The required output is the line that contains "None => info!(chunk_id" and every line after it, each written out exactly, up to the end of the entries.
** Opening Working data block **
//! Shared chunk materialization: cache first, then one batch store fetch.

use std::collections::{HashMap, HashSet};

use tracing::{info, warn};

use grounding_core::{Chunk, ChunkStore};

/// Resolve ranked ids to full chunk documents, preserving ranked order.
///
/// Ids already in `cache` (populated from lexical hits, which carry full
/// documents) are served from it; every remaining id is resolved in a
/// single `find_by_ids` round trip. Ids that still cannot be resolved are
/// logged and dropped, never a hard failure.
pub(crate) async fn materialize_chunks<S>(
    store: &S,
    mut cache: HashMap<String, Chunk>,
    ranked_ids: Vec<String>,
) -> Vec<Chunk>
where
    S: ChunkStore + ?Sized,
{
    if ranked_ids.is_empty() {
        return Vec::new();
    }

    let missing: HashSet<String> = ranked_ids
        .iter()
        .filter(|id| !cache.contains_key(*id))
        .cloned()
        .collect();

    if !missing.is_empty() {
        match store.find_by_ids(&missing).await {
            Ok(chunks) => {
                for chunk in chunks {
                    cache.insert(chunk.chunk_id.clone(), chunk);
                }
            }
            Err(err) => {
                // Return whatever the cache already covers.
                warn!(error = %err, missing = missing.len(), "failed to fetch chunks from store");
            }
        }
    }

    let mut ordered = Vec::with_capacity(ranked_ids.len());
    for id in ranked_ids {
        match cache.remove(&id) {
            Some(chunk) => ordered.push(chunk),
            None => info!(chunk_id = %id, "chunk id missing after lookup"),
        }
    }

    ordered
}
** Closing Working data block **
Task result -
            None => info!(chunk_id = %id, "chunk id missing after lookup"),
        }
    }

    ordered
}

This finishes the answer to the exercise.